Toyota Backtracks on Why It Won’t License Cars to Video Games Like Need for Speed
In a now-deleted tweet, Toyota implied that its cars aren’t in the new Need for Speed because the game “promotes illegal street racing.”
Toyota's public relations team is being forced to do a bit of damage control after it offered a not-so-great justification as to why its cars aren't in the latest Need for Speed game. As it stands, Toyota street cars haven't shown up in any big-name racing games in the past few years outside of Gran Turismo Sport on the PlayStation 4.
Brought to our attention via GTPlanet, the controversy first arose when a Twitter user tweeted at Toyota's official U.K. account on Tuesday asking where its cars are in the recently revealed Need for Speed: Heat. Toyota then replied, "Not there. You can find our cars in GT Sport, which doesn't promote illegal street racing. gritted-teeth cringe emoji" That tweet has since been deleted but, thankfully, GTPlanet managed to grab a screenshot.
Er, couple problems with that excuse. Toyota road cars were also conspicuously absent from 2017's Forza Motorsport 7, a closed-circuits-only Xbox title which certainly does not promote illegal street racing. What's more, the new 2020 Supra was recently spotted on the set of Fast & Furious 9 which isn't technically a racing game, sure, but will almost certainly contain scenes of less-than-responsible driving, among other illicit acts.
As logical as that refutation might be, Need for Speed's official Twitter account simply and appropriately responded, "pfft nerds."
The very next day, Toyota U.K. took to Twitter once again to issue a multi-part statement prefaced by "About last night..."
Here's that thread in full: "We love that you want to see our cars in all your favorite racing games, and honestly, we want the same thing. Most of us in the Toyota GB social media team fell in love with cars through games like TOCA, Daytona and Gran Turismo. One of us even has fond memories of Pole Position on the Atari! Officially, Toyota Motor Corporation has no concrete plans to license its model range to any other games besides Gran Turismo Sport at the moment. When you challenge us as to why Toyotas don’t appear in your favorite racing games, we don’t want to reply to you with a generic message, but we’re currently limited in what we can say and yesterday we got our response wrong. We’ll be really excited to share our future plans with you as soon as we’re able to. In the meantime, whether it’s Gran Turismo Sport, Forza, or Need for Speed, keep on racing."

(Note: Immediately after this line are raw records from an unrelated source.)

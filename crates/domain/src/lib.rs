//! # Carport ドメイン層
//!
//! 認証ドメインの中核となる値オブジェクトとエンティティを定義する。
//!
//! ## 設計方針
//!
//! - **値オブジェクト**: 生成時にバリデーションを実行し、不正な値の存在を
//!   型レベルで排除する（例: [`user::Email`], [`password::PlainPassword`]）
//! - **エンティティ**: ユーザーストアから読み出した状態をそのまま表現する
//!   読み取り専用のモデル（[`user::UserRecord`]）
//! - **ドメインエラー**: バリデーション違反と認証情報の破損を表現する
//!
//! ## 依存関係の方向
//!
//! ```text
//! app → infra → domain
//! ```
//!
//! ドメイン層はインフラ層（DynamoDB、暗号プリミティブ）に一切依存しない。
//! 認証情報 BLOB のバイナリレイアウト（[`credential`]）は純粋なデータ変換
//! としてここに置き、鍵導出そのものはインフラ層に委ねる。
//!
//! ## モジュール構成
//!
//! - [`credential`] - 認証情報 BLOB のエンコード/デコード
//! - [`error`] - ドメイン層エラー定義
//! - [`password`] - パスワード関連の値オブジェクト
//! - [`user`] - メールアドレスとユーザーレコード

pub mod credential;
pub mod error;
pub mod password;
pub mod user;

pub use error::DomainError;

/// ログへの出力を抑制する際のプレースホルダ
///
/// 存在しないユーザーのメールアドレスなど、記録するとユーザー列挙の
/// 手掛かりになり得る値の代わりに使用する。
pub const REDACTED: &str = "[REDACTED]";
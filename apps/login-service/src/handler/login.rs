//! # ログインハンドラ
//!
//! メールアドレスとパスワードによる認証エンドポイントを提供する。
//!
//! ## エンドポイント
//!
//! - `GET /login?email=...&password=...` - パスワード認証
//!
//! 元の API 互換のため、認証情報はクエリパラメータで受け取る。
//! 成功時はボディなしの 204 を返す。後続 API の呼び出しに使う
//! トークンの発行は本サービスの責務外。

use std::sync::Arc;

use axum::{
    extract::{Query, State},
    http::StatusCode,
    response::IntoResponse,
};
use carport_domain::{password::PlainPassword, user::Email};
use serde::Deserialize;

use crate::{error::LoginError, usecase::LoginUseCase};

/// ログインハンドラの共有状態
pub struct LoginState {
    pub usecase: Arc<dyn LoginUseCase>,
}

/// ログインリクエスト（クエリパラメータ）
///
/// 欠落を [`LoginError::BadRequest`] として扱うため、
/// 両フィールドとも Option で受け取る。
#[derive(Debug, Deserialize)]
pub struct LoginQuery {
    pub email:    Option<String>,
    pub password: Option<String>,
}

/// GET /login
///
/// パスワード認証を実行する。
///
/// ## エラー
///
/// - パラメータ欠落 → 400 Bad Request
/// - メール形式・パスワード長の違反 → 400 Validation Error
/// - 認証失敗（原因を問わず） → 401 Unauthorized
pub async fn login(
    State(state): State<Arc<LoginState>>,
    Query(query): Query<LoginQuery>,
) -> Result<impl IntoResponse, LoginError> {
    // 必須パラメータの存在確認
    let (Some(email), Some(password)) = (query.email, query.password) else {
        return Err(LoginError::BadRequest(
            "email と password はクエリパラメータで必須です".to_string(),
        ));
    };

    // 値オブジェクトの生成と同時にバリデーション
    let email = Email::new(email)?;
    let password = PlainPassword::new(password)?;

    state.usecase.verify_credentials(&email, &password).await?;

    Ok(StatusCode::NO_CONTENT)
}
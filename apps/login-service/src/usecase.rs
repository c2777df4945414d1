//! # ユースケース層
//!
//! Login Service のビジネスロジックを実装する。
//!
//! ## 設計方針
//!
//! - **トレイトベースの設計**: テスト可能性のためトレイトを定義
//! - **依存性注入**: リポジトリとパスワードチェッカーを外部から注入
//! - **薄いハンドラ**: ハンドラは薄く保ち、ロジックはユースケースに集約

pub mod login;

use async_trait::async_trait;
use carport_domain::{password::PlainPassword, user::Email};
pub use login::LoginUseCaseImpl;

use crate::error::LoginError;

/// 認証ユースケーストレイト
///
/// Login Service のビジネスロジックを定義する。
/// 具体的な実装は `LoginUseCaseImpl` で提供される。
#[async_trait]
pub trait LoginUseCase: Send + Sync {
    /// メールアドレスとパスワードで認証する
    ///
    /// ## 戻り値
    ///
    /// - `Ok(())`: 認証成功
    /// - `Err(LoginError::Unauthorized)`: 認証失敗（原因を問わず同一）
    async fn verify_credentials(
        &self,
        email: &Email,
        password: &PlainPassword,
    ) -> Result<(), LoginError>;
}

/// LoginUseCaseImpl に LoginUseCase トレイトを実装
#[async_trait]
impl LoginUseCase for LoginUseCaseImpl {
    async fn verify_credentials(
        &self,
        email: &Email,
        password: &PlainPassword,
    ) -> Result<(), LoginError> {
        self.verify_credentials(email, password).await
    }
}
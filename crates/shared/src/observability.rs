//! # Observability 基盤
//!
//! トレーシング初期化とログ出力形式の設定を提供する。
//! 環境変数 `LOG_FORMAT` による JSON / Pretty 出力の切り替えに対応する。

/// ログ出力形式
///
/// 環境変数 `LOG_FORMAT` で切り替える。
/// 値が未設定または不正な場合は [`Pretty`](LogFormat::Pretty) にフォールバックする。
#[derive(Debug, Clone, Copy, PartialEq, Eq, Default)]
pub enum LogFormat {
    /// JSON 形式（本番環境向け）
    Json,
    /// 人間が読みやすい形式（開発環境向け）
    #[default]
    Pretty,
}

impl LogFormat {
    /// 文字列からログ形式をパースする
    ///
    /// 不正な値の場合は [`Pretty`](LogFormat::Pretty) にフォールバックし、
    /// stderr に警告を出力する。
    pub fn parse(s: &str) -> Self {
        match s {
            "json" => Self::Json,
            "pretty" => Self::Pretty,
            other => {
                eprintln!("WARNING: unknown LOG_FORMAT={other:?}, falling back to pretty");
                Self::Pretty
            }
        }
    }

    /// 環境変数 `LOG_FORMAT` から読み取る
    ///
    /// 未設定の場合は [`Pretty`](LogFormat::Pretty) をデフォルトとする。
    pub fn from_env() -> Self {
        match std::env::var("LOG_FORMAT") {
            Ok(val) => Self::parse(&val),
            Err(_) => Self::default(),
        }
    }
}

/// トレーシング初期化設定
#[derive(Debug, Clone)]
pub struct TracingConfig {
    /// サービス名（JSON ログの `span.service` フィールドに出力）
    pub service_name: String,
    /// ログ出力形式
    pub log_format:   LogFormat,
}

impl TracingConfig {
    /// 新しい設定を作成する
    pub fn new(service_name: impl Into<String>, log_format: LogFormat) -> Self {
        Self {
            service_name: service_name.into(),
            log_format,
        }
    }

    /// 環境変数から設定を読み取る
    ///
    /// `LOG_FORMAT` 環境変数で出力形式を決定する。
    pub fn from_env(service_name: impl Into<String>) -> Self {
        Self::new(service_name, LogFormat::from_env())
    }
}

/// トレーシングを初期化する
///
/// `RUST_LOG` 環境変数でログレベルを制御可能。
/// 未設定の場合は info レベル + 自クレートの debug をデフォルトとする。
///
/// サービス名は呼び出し元で `tracing::info_span!("app", service = "...")` を
/// 設定することで `span.service` として JSON に含まれる。
#[cfg(feature = "observability")]
pub fn init_tracing(config: TracingConfig) {
    use tracing_subscriber::{Layer as _, layer::SubscriberExt, util::SubscriberInitExt};

    let env_filter = tracing_subscriber::EnvFilter::try_from_default_env().unwrap_or_else(|_| {
        "info,carport_login_service=debug,carport_infra=debug,carport_domain=debug".into()
    });

    let fmt_layer = match config.log_format {
        LogFormat::Json => tracing_subscriber::fmt::layer()
            .json()
            .flatten_event(true)
            .with_target(true)
            .with_current_span(true)
            .with_span_list(false)
            .boxed(),
        LogFormat::Pretty => tracing_subscriber::fmt::layer().boxed(),
    };

    tracing_subscriber::registry()
        .with(env_filter)
        .with(fmt_layer)
        .init();
}

/// HTTP リクエストごとのトレーシングスパンを作成する
///
/// `tower_http::trace::TraceLayer` の `make_span_with` に渡す。
/// クエリ文字列には認証情報が含まれるため、URI はパス部分のみを記録する。
#[cfg(feature = "observability")]
pub fn make_request_span<B>(request: &http::Request<B>) -> tracing::Span {
    tracing::info_span!(
        "request",
        method = %request.method(),
        path = %request.uri().path(),
    )
}

#[cfg(test)]
mod tests {
    use super::*;

    // ===== LogFormat::parse テスト =====

    #[test]
    fn test_parse_jsonでjsonを返す() {
        assert_eq!(LogFormat::parse("json"), LogFormat::Json);
    }

    #[test]
    fn test_parse_prettyでprettyを返す() {
        assert_eq!(LogFormat::parse("pretty"), LogFormat::Pretty);
    }

    #[test]
    fn test_parse_不正な値でprettyにフォールバックする() {
        assert_eq!(LogFormat::parse("unknown"), LogFormat::Pretty);
        assert_eq!(LogFormat::parse(""), LogFormat::Pretty);
        assert_eq!(LogFormat::parse("JSON"), LogFormat::Pretty);
    }

    // ===== LogFormat::default テスト =====

    #[test]
    fn test_defaultでprettyを返す() {
        assert_eq!(LogFormat::default(), LogFormat::Pretty);
    }

    // ===== TracingConfig::new テスト =====

    #[test]
    fn test_newでフィールドが正しく設定される() {
        let config = TracingConfig::new("login-service", LogFormat::Json);

        assert_eq!(config.service_name, "login-service");
        assert_eq!(config.log_format, LogFormat::Json);
    }
}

Translation: "We hear you, but our lawyers aren't letting us talk about our exclusive licensing deal we did with Sony." Toyota, blink twice if that about sums it up.

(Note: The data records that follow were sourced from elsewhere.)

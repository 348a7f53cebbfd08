//! Certificate records (C-nodes, spec §3) and the pure parsing/fingerprint
//! logic around them. No caching lives here — see `cert_cache`.

use crate::hash::{Hash32, hash_concat};
use rustls_pki_types::CertificateDer;
use std::time::{Duration, SystemTime, UNIX_EPOCH};
use x509_parser::certificate::X509Certificate;
use x509_parser::extensions::GeneralName;

#[derive(Debug, thiserror::Error)]
pub enum ParseError {
	#[error("malformed DER: {0}")]
	Der(String),
	#[error("certificate is missing a required extension: {0}")]
	MissingExtension(&'static str),
}

/// Why a certificate was rejected at ingestion (spec §4.1 error/ignore
/// policy). `Expired` is the only variant that lands the content hash in
/// the ignored-set; every other variant is a silent, retryable reject.
#[derive(Debug, Clone, Copy, PartialEq, Eq)]
pub enum RejectReason {
	Expired,
	NotYetValid,
	SignatureInvalid,
	NoCandidateParent,
	Malformed,
}

/// An immutable certificate record plus the precomputed fingerprints and
/// flags described in spec §3.
#[derive(Debug, Clone)]
pub struct CertNode {
	pub der: CertificateDer<'static>,
	/// `H_c`: content fingerprint.
	pub content_hash: Hash32,
	/// `H_id`: identity fingerprint (subject+key).
	pub identity_hash: Hash32,
	/// `H_iss`: issuer fingerprint.
	pub issuer_hash: Hash32,
	pub subject: String,
	pub issuer: String,
	pub is_ca: bool,
	pub trust_root: bool,
	pub not_before: SystemTime,
	pub not_after: SystemTime,
	pub dns_names: Vec<String>,
	pub constraints_apply: bool,
	pub server_auth: bool,
}

fn asn1_time_to_system_time(t: x509_parser::time::ASN1Time) -> SystemTime {
	let secs = t.timestamp();
	if secs >= 0 {
		UNIX_EPOCH + Duration::from_secs(secs as u64)
	} else {
		UNIX_EPOCH - Duration::from_secs((-secs) as u64)
	}
}

/// `H_id = SHA256(Subject || SubjectKeyId)` for CAs, `SHA256(Subject ||
/// SubjectPublicKeyInfo)` for leaves (spec §3).
fn identity_hash(cert: &X509Certificate, is_ca: bool, subject: &str) -> Result<Hash32, ParseError> {
	if is_ca {
		let ski = cert
			.subject_key_identifier()
			.map_err(|e| ParseError::Der(e.to_string()))?
			.ok_or(ParseError::MissingExtension("subjectKeyIdentifier"))?;
		Ok(hash_concat(&[subject.as_bytes(), ski.0]))
	} else {
		let spki = &cert.tbs_certificate.subject_pki.raw;
		Ok(hash_concat(&[subject.as_bytes(), spki]))
	}
}

/// `H_iss = SHA256(Issuer || AuthorityKeyId)` (spec §3). Certificates that
/// omit the AKI extension (typically self-signed roots) hash against an
/// empty key id instead of failing outright, so that `identity_hash` of a
/// self-signed root's own subject/SKI can be compared against it.
fn issuer_hash(cert: &X509Certificate, issuer: &str) -> Hash32 {
	let aki = cert
		.authority_key_identifier()
		.ok()
		.flatten()
		.and_then(|aki| aki.key_identifier.as_ref())
		.map(|ki| ki.0)
		.unwrap_or(&[]);
	hash_concat(&[issuer.as_bytes(), aki])
}

fn constraints_apply(cert: &X509Certificate, is_ca: bool) -> bool {
	let path_len_constrained = cert
		.basic_constraints()
		.ok()
		.flatten()
		.map(|bc| is_ca && bc.path_len_constraint.is_some())
		.unwrap_or(false);

	let name_constrained = cert
		.name_constraints()
		.ok()
		.flatten()
		.map(|nc| {
			!nc.permitted_subtrees.as_deref().unwrap_or(&[]).is_empty()
				|| !nc.excluded_subtrees.as_deref().unwrap_or(&[]).is_empty()
		})
		.unwrap_or(false);

	path_len_constrained || name_constrained
}

fn dns_names(cert: &X509Certificate) -> Vec<String> {
	cert
		.subject_alternative_name()
		.ok()
		.flatten()
		.map(|ext| {
			ext
				.value
				.general_names
				.iter()
				.filter_map(|n| match n {
					GeneralName::DNSName(name) => Some(name.to_string()),
					_ => None,
				})
				.collect()
		})
		.unwrap_or_default()
}

fn server_auth(cert: &X509Certificate) -> bool {
	cert
		.extended_key_usage()
		.ok()
		.flatten()
		.map(|eku| eku.value.server_auth)
		.unwrap_or(false)
}

/// Parse a DER-encoded certificate into a `CertNode`. `trust_root` is set by
/// the caller (`cert_cache`), since whether a certificate is a root is a
/// cache-level decision (spec I2), not a parsing-level one.
pub fn parse(der: CertificateDer<'static>) -> Result<CertNode, ParseError> {
	let (_, cert) =
		x509_parser::parse_x509_certificate(&der).map_err(|e| ParseError::Der(e.to_string()))?;

	let subject = cert.subject().to_string();
	let issuer = cert.issuer().to_string();
	let is_ca = cert
		.basic_constraints()
		.ok()
		.flatten()
		.map(|bc| bc.ca)
		.unwrap_or(false);

	let content_hash = hash_concat(&[cert.as_ref()]);
	let identity_hash = identity_hash(&cert, is_ca, &subject)?;
	let issuer_hash = issuer_hash(&cert, &issuer);

	Ok(CertNode {
		der,
		content_hash,
		identity_hash,
		issuer_hash,
		subject,
		issuer: issuer.clone(),
		is_ca,
		trust_root: false,
		not_before: asn1_time_to_system_time(cert.validity().not_before),
		not_after: asn1_time_to_system_time(cert.validity().not_after),
		dns_names: dns_names(&cert),
		constraints_apply: constraints_apply(&cert, is_ca),
		server_auth: server_auth(&cert),
	})
}

/// Whether `child.der`'s signature verifies against `parent`'s public key.
pub fn verifies_signature(child: &CertificateDer<'_>, parent: &CertificateDer<'_>) -> bool {
	let Ok((_, child_cert)) = x509_parser::parse_x509_certificate(child) else {
		return false;
	};
	let Ok((_, parent_cert)) = x509_parser::parse_x509_certificate(parent) else {
		return false;
	};
	child_cert
		.verify_signature(Some(&parent_cert.tbs_certificate.subject_pki))
		.is_ok()
}

/// Current-time validity check, classified per spec §4.1's error/ignore
/// policy: `Expired` is distinguished from every other failure so the
/// caller can decide whether to add the hash to the ignored-set.
pub fn check_validity(node: &CertNode, now: SystemTime) -> Result<(), RejectReason> {
	if now < node.not_before {
		return Err(RejectReason::NotYetValid);
	}
	if now > node.not_after {
		return Err(RejectReason::Expired);
	}
	Ok(())
}

#[cfg(test)]
mod tests {
	use super::*;

	fn self_signed_der(not_before: time::OffsetDateTime, not_after: time::OffsetDateTime) -> CertificateDer<'static> {
		let mut params = rcgen::CertificateParams::new(vec!["example.com".to_string()]).unwrap();
		params.not_before = not_before;
		params.not_after = not_after;
		let key = rcgen::KeyPair::generate().unwrap();
		let cert = params.self_signed(&key).unwrap();
		CertificateDer::from(cert.der().to_vec())
	}

	#[test]
	fn parses_self_signed_leaf_and_extracts_dns_names() {
		let now = time::OffsetDateTime::now_utc();
		let der = self_signed_der(now - time::Duration::days(1), now + time::Duration::days(30));
		let node = parse(der).expect("parses");
		assert_eq!(node.dns_names, vec!["example.com".to_string()]);
		assert_eq!(node.subject, node.issuer);
	}

	#[test]
	fn expired_cert_is_classified_as_expired() {
		let now = time::OffsetDateTime::now_utc();
		let der = self_signed_der(now - time::Duration::days(60), now - time::Duration::days(30));
		let node = parse(der).expect("parses");
		assert_eq!(
			check_validity(&node, SystemTime::now()),
			Err(RejectReason::Expired)
		);
	}

	#[test]
	fn not_yet_valid_is_a_distinct_reason_from_expired() {
		let now = time::OffsetDateTime::now_utc();
		let der = self_signed_der(now + time::Duration::days(1), now + time::Duration::days(30));
		let node = parse(der).expect("parses");
		assert_eq!(
			check_validity(&node, SystemTime::now()),
			Err(RejectReason::NotYetValid)
		);
	}
}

We think we speak for most racing game enthusiasts when we say that exclusive licensing deals suck. For years, the Need for Speed franchise (ironically, perhaps) previously had the exclusive video game rights to Porsche, forcing everybody else to play with RUF stand-ins. Here's hoping this PR debacle gets enough attention from Toyota's top brass and leads to the eventual return of digital Supras, 86s, and Celicas to all of the car games.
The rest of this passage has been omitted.